During lactation it is not unusual for the breasts to be “lumpy”. The milk ducts fill and empty many times each day. Most of the time, if not caused by a blockage, lumps in a nursing mother’ s breasts are galactoceles or benign milk- retention cysts or by inflammation due to plugged ducts or mastitis.
A plugged duct is a sore, tender lump in the breast. Clogged, blocked, or plugged ducts result when the milk ducts do not drain effectively. Plugged ducts can result in a breast infection, but in most cases, just come and go without causing any medical problems. If the breast is inflamed, hard, and tender, it is sometimes referred to as a “caked breast” and occurs in one breast at a time. The treatment is essentially the same: rest, apply heat, breastfeed often on the affected side, and use antibiotics only when medically necessary.

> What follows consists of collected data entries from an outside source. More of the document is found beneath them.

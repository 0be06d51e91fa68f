use super::Bumper;
use crate::model::{Actor, ActorType};
use crate::spdx3::model::{Agent, Element, ElementInfo, ExternalIdentifier, ExternalIdentifierType};

/// Drops whitespace and replaces characters an id may not contain with `-`.
fn sanitize(raw: &str) -> String {
    raw.chars()
        .filter(|c| !c.is_whitespace())
        .map(|c| {
            if c.is_ascii_alphanumeric() || c == '.' || c == '-' {
                c
            } else {
                '-'
            }
        })
        .collect()
}

impl Bumper<'_> {
    /// `<ns>#SPDXRef-Actor-<name>[-<email>]`
    pub(super) fn actor_id(&self, actor: &Actor) -> String {
        let mut id = format!("{}#SPDXRef-Actor-{}", self.namespace, sanitize(&actor.name));
        if let Some(email) = &actor.email {
            id.push('-');
            id.push_str(&sanitize(email));
        }
        id
    }

    /// Returns the agent id for `actor`, adding the agent on first use.
    pub(super) fn intern_actor(&mut self, actor: &Actor) -> String {
        let spdx_id = self.actor_id(actor);
        if self.payload.contains(&spdx_id) {
            return spdx_id;
        }
        let mut element =
            ElementInfo::new(&spdx_id, self.creation_info.clone()).with_name(actor.name.clone());
        if let Some(email) = &actor.email {
            element
                .external_identifier
                .push(ExternalIdentifier::new(ExternalIdentifierType::Email, email.clone()));
        }
        let agent = Agent { element };
        self.payload.add_element(match actor.actor_type {
            ActorType::Person => Element::Person(agent),
            ActorType::Organization => Element::Organization(agent),
            ActorType::Tool => Element::Tool(agent),
        });
        spdx_id
    }
}

#[cfg(test)]
mod tests {
    use super::super::tests::document;
    use super::super::{BumpOptions, Bumper};
    use super::*;

    #[test]
    fn test_sanitize() {
        assert_eq!(sanitize("Jane Doe"), "JaneDoe");
        assert_eq!(sanitize("jane@example.com"), "jane-example.com");
        assert_eq!(sanitize("scanner-1.0"), "scanner-1.0");
    }

    #[test]
    fn test_repeated_actor_is_interned_once() {
        let document = document();
        let mut bumper = Bumper::new(&document, BumpOptions::default());
        let actor = Actor::organization("Acme Corp", None).unwrap();
        let first = bumper.intern_actor(&actor);
        let second = bumper.intern_actor(&actor);
        assert_eq!(first, second);
        assert_eq!(first, "https://x/y#SPDXRef-Actor-AcmeCorp");
        assert_eq!(bumper.payload.len(), 1);
        assert!(matches!(
            bumper.payload.get_element(&first),
            Some(Element::Organization(_))
        ));
    }

    #[test]
    fn test_email_becomes_identifier() {
        let document = document();
        let mut bumper = Bumper::new(&document, BumpOptions::default());
        let actor = Actor::person("Jane", Some("jane@example.com".to_string())).unwrap();
        let id = bumper.intern_actor(&actor);
        let identifiers = &bumper.payload.get_element(&id).unwrap().info().external_identifier;
        assert_eq!(identifiers.len(), 1);
        assert_eq!(identifiers[0].external_identifier_type, ExternalIdentifierType::Email);
        assert_eq!(identifiers[0].identifier, "jane@example.com");
    }
}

Nipple discharge, or colostrum, is a normal part of pregnancy and motherhood. Colostrum is a form of milk that is secreted from a mother’s nipples. It provides the first nutrients to the baby outside the womb, until her breasts begin making milk a few days after birth. Many women experience colostrum leakage throughout pregnancy, and even after giving birth.
Early in pregnancy, colostrum is thick and yellowish in colour and turns almost colourless as childbirth approaches. Colostrum is rich in proteins, Vitamin A, and contains lower amounts of carbohydrate than normal milk. Colostrum also contains antibodies which a mother passes on to the baby. This protects the baby from various bacterial and viral illnesses.
Within two to four days of childbirth the mother stops producing colostrum and begin to produce transitional milk. About two weeks after that she will begin to produce the mature milk that will nourish her baby. Breastfeeding should begin within the first hour of the baby’s life, when suckling instinct is the strongest. The baby’s first feeding is an educational experience for both the mother and her baby.